Graham notes that this is only one study, and that small effects cannot be completely ruled out. Although the experiment was large by social science standards, with more than 2,500 participants, it cannot settle all questions about the nature of partisan bias in surveys. He cautions against over-generalizing the results to all topics or assuming expressive responding no longer matters.
Future research could build on this work by testing similar designs in other policy areas or during different political moments. Understanding when and why people offer partisan answers remains an important challenge, especially as political divisions shape how Americans process information.
“This paper is the culmination of a process I started five years ago with my coauthor Omer Yair,” Graham explained. “First I got my feet wet by adding some new cases to the literature. Then I figured out what I think this literature needs by conducting a systematic review. This is the first paper I’ve written on the topic with that systematic view in mind. Researchers have developed a number of innovative techniques for studying expressive responding and applied them to a wide range of cases, but we don’t have a good enough understanding of how exactly expressive responding works, which limits our understanding of the substantive implications.”

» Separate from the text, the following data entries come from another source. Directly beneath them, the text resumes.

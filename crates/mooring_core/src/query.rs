//! Declarative query descriptions and their REST encoding.
//!
//! A [`QueryState`] is evaluated either by the backend (encoded with
//! [`QueryState::to_rest`]) or by the offline query engine against the local
//! datastore. Both read the same constraint tree:
//!
//! ```text
//! where = { key: Equals(value) | Operators({ "$op": Operand }) }
//!         + $or: [where, ...]
//!         + $relatedTo: { object, key }
//! ```

use crate::error::{MooringError, MooringResult};
use mooring_codec::{
    encode_json, encode_pointer, GeoPoint, Pointer, Value, EARTH_MEAN_RADIUS_KM,
    EARTH_MEAN_RADIUS_MILE,
};
use serde_json::{Map, Value as Json};
use std::collections::{BTreeMap, BTreeSet};
use std::time::Duration;

/// Operators applied to one key, e.g. `{"$gt": 5, "$lt": 10}`.
pub type KeyConstraints = BTreeMap<String, Operand>;

/// The argument of a query operator.
#[derive(Debug, Clone, PartialEq)]
pub enum Operand {
    /// A plain value.
    Value(Value),
    /// A list of operands (`$in`, `$nin`, `$all`).
    List(Vec<Operand>),
    /// Nested operators (`$within: {$box: …}`, starts-with entries of `$all`).
    Constraints(KeyConstraints),
    /// A subquery (`$inQuery`, `$notInQuery`).
    Query(Box<QueryState>),
    /// A key of a subquery's results (`$select`, `$dontSelect`).
    KeyInQuery {
        /// Key read from each subquery result.
        key: String,
        /// The subquery.
        query: Box<QueryState>,
    },
}

impl Operand {
    /// A list of plain values.
    pub fn values(values: impl IntoIterator<Item = Value>) -> Operand {
        Operand::List(values.into_iter().map(Operand::Value).collect())
    }

    /// A starts-with constraint, `{"$regex": "^<quoted prefix>"}`.
    pub fn starts_with(prefix: &str) -> Operand {
        let mut constraints = KeyConstraints::new();
        constraints.insert(
            "$regex".to_string(),
            Operand::Value(Value::Text(format!("^{}", regex::escape(prefix)))),
        );
        Operand::Constraints(constraints)
    }

    fn encode(&self) -> Json {
        match self {
            Operand::Value(value) => encode_json(value),
            Operand::List(items) => Json::Array(items.iter().map(Operand::encode).collect()),
            Operand::Constraints(constraints) => Json::Object(
                constraints
                    .iter()
                    .map(|(op, operand)| (op.clone(), operand.encode()))
                    .collect(),
            ),
            Operand::Query(query) => query.to_rest(),
            Operand::KeyInQuery { key, query } => {
                let mut map = Map::new();
                map.insert("key".into(), Json::from(key.clone()));
                map.insert("query".into(), query.to_rest());
                Json::Object(map)
            }
        }
    }
}

impl From<Value> for Operand {
    fn from(value: Value) -> Self {
        Operand::Value(value)
    }
}
//! Geographic value types.

use crate::error::{CodecError, CodecResult};

/// Mean earth radius in kilometers.
pub const EARTH_MEAN_RADIUS_KM: f64 = 6371.0;

/// Mean earth radius in miles.
pub const EARTH_MEAN_RADIUS_MILE: f64 = 3958.8;

/// A latitude/longitude pair in degrees.
#[derive(Debug, Clone, Copy, PartialEq, Default)]
pub struct GeoPoint {
    latitude: f64,
    longitude: f64,
}

impl GeoPoint {
    /// Creates a point, validating both coordinates.
    ///
    /// # Errors
    ///
    /// Returns [`CodecError::OutOfRange`] when latitude is outside
    /// `[-90, 90]` or longitude outside `[-180, 180]`.
    pub fn new(latitude: f64, longitude: f64) -> CodecResult<Self> {
        if !(-90.0..=90.0).contains(&latitude) {
            return Err(CodecError::out_of_range(
                "latitude must be within the range (-90.0, 90.0)",
            ));
        }
        if !(-180.0..=180.0).contains(&longitude) {
            return Err(CodecError::out_of_range(
                "longitude must be within the range (-180.0, 180.0)",
            ));
        }
        Ok(Self {
            latitude,
            longitude,
        })
    }

    /// Latitude in degrees.
    pub fn latitude(&self) -> f64 {
        self.latitude
    }

    /// Longitude in degrees.
    pub fn longitude(&self) -> f64 {
        self.longitude
    }

    /// Great-circle distance to `other` in radians (haversine).
    pub fn distance_in_radians_to(&self, other: &GeoPoint) -> f64 {
        let lat1 = self.latitude.to_radians();
        let lat2 = other.latitude.to_radians();
        let delta_lat = (other.latitude - self.latitude).to_radians();
        let delta_lng = (other.longitude - self.longitude).to_radians();

        let sin_half_lat = (delta_lat / 2.0).sin();
        let sin_half_lng = (delta_lng / 2.0).sin();
        let a = sin_half_lat * sin_half_lat + lat1.cos() * lat2.cos() * sin_half_lng * sin_half_lng;
        2.0 * a.sqrt().min(1.0).asin()
    }

    /// Great-circle distance to `other` in kilometers.
    pub fn distance_in_kilometers_to(&self, other: &GeoPoint) -> f64 {
        self.distance_in_radians_to(other) * EARTH_MEAN_RADIUS_KM
    }

    /// Great-circle distance to `other` in miles.
    pub fn distance_in_miles_to(&self, other: &GeoPoint) -> f64 {
        self.distance_in_radians_to(other) * EARTH_MEAN_RADIUS_MILE
    }
}

/// A closed polygon described by its vertices.
#[derive(Debug, Clone, PartialEq)]
pub struct Polygon {
    coordinates: Vec<GeoPoint>,
}

impl Polygon {
    /// Creates a polygon.
    ///
    /// # Errors
    ///
    /// Returns [`CodecError::OutOfRange`] with fewer than three vertices.
    pub fn new(coordinates: Vec<GeoPoint>) -> CodecResult<Self> {
        if coordinates.len() < 3 {
            return Err(CodecError::out_of_range("polygon must have at least 3 points"));
        }
        Ok(Self { coordinates })
    }

    /// The vertices in order.
    pub fn coordinates(&self) -> &[GeoPoint] {
        &self.coordinates
    }

    /// Whether `point` lies inside the polygon.
    ///
    /// Uses a bounding-box rejection followed by ray casting.
    pub fn contains_point(&self, point: &GeoPoint) -> bool {
        let (mut min_x, mut max_x) = (f64::MAX, f64::MIN);
        let (mut min_y, mut max_y) = (f64::MAX, f64::MIN);
        for p in &self.coordinates {
            min_x = min_x.min(p.latitude);
            max_x = max_x.max(p.latitude);
            min_y = min_y.min(p.longitude);
            max_y = max_y.max(p.longitude);
        }

        let outside = point.latitude < min_x
            || point.latitude > max_x
            || point.longitude < min_y
            || point.longitude > max_y;
        if outside {
            return false;
        }

        let mut inside = false;
        let n = self.coordinates.len();
        let mut j = n - 1;
        for i in 0..n {
            let start_x = self.coordinates[i].latitude;
            let start_y = self.coordinates[i].longitude;
            let end_x = self.coordinates[j].latitude;
            let end_y = self.coordinates[j].longitude;

            let intersect = ((start_y > point.longitude) != (end_y > point.longitude))
                && point.latitude
                    < (end_x - start_x) * (point.longitude - start_y) / (end_y - start_y) + start_x;
            if intersect {
                inside = !inside;
            }
            j = i;
        }
        inside
    }
}

#[cfg(test)]
mod tests {
    use super::*;

    #[test]
    fn rejects_out_of_range_coordinates() {
        assert!(GeoPoint::new(91.0, 0.0).is_err());
        assert!(GeoPoint::new(0.0, -181.0).is_err());
        assert!(GeoPoint::new(-90.0, 180.0).is_ok());
    }

    #[test]
    fn distance_between_known_cities() {
        let sf = GeoPoint::new(37.7749, -122.4194).unwrap();
        let la = GeoPoint::new(34.0522, -118.2437).unwrap();
        let km = sf.distance_in_kilometers_to(&la);
        assert!((km - 559.0).abs() < 5.0, "got {km}");
        let miles = sf.distance_in_miles_to(&la);
        assert!((miles - km / 1.609).abs() < 3.0, "got {miles}");
        assert_eq!(sf.distance_in_radians_to(&sf), 0.0);
    }

    #[test]
    fn polygon_needs_three_points() {
        let a = GeoPoint::new(0.0, 0.0).unwrap();
        let b = GeoPoint::new(1.0, 1.0).unwrap();
        assert!(Polygon::new(vec![a, b]).is_err());
    }

    #[test]
    fn polygon_contains_point() {
        let square = Polygon::new(vec![
            GeoPoint::new(0.0, 0.0).unwrap(),
            GeoPoint::new(0.0, 10.0).unwrap(),
            GeoPoint::new(10.0, 10.0).unwrap(),
            GeoPoint::new(10.0, 0.0).unwrap(),
        ])
        .unwrap();

        assert!(square.contains_point(&GeoPoint::new(5.0, 5.0).unwrap()));
        assert!(!square.contains_point(&GeoPoint::new(15.0, 5.0).unwrap()));
        assert!(!square.contains_point(&GeoPoint::new(-1.0, -1.0).unwrap()));
    }
}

“My goal is to move the field toward developing that understanding. I have a role to play in that, but what I really hope is that other researchers with different predispositions will take my lessons to heart and field some innovative designs that challenge my view of things.”
“For my part, I am going to keep my ear to the ground for opportunities to apply social science to current events in a way that also advances theory. I think it’s really important that we constantly use social science to probe prevailing narratives about public opinion. I want to move observers of politics away from one-size-fits-all interpretations of polling data, while at the same time moving scholars toward a better understanding of what’s going on under the hood.”
“The editors and staff at the Journal of Experimental Political Science (JEPS) deserve tremendous credit for their handling of this article,” Graham added. “It took less than six months to go from the end of data collection to online publication, including one of the most rigorous reviews of replication materials in the field. Being able to publish something semi-timely is rare in my field and I sent this to JEPS because I knew that if I held up my end of the bargain, they would hold up theirs.
“I’d also encourage anyone who is interested in this topic to take a look at my review of the expressive responding literature, which is forthcoming in the American Political Science Review. This article was an attempt to apply what I recommend in that piece.”
The study, “Expressive Responding and the Economy: The Case of Trump’s Return to Office,” was authored by Matthew H. Graham.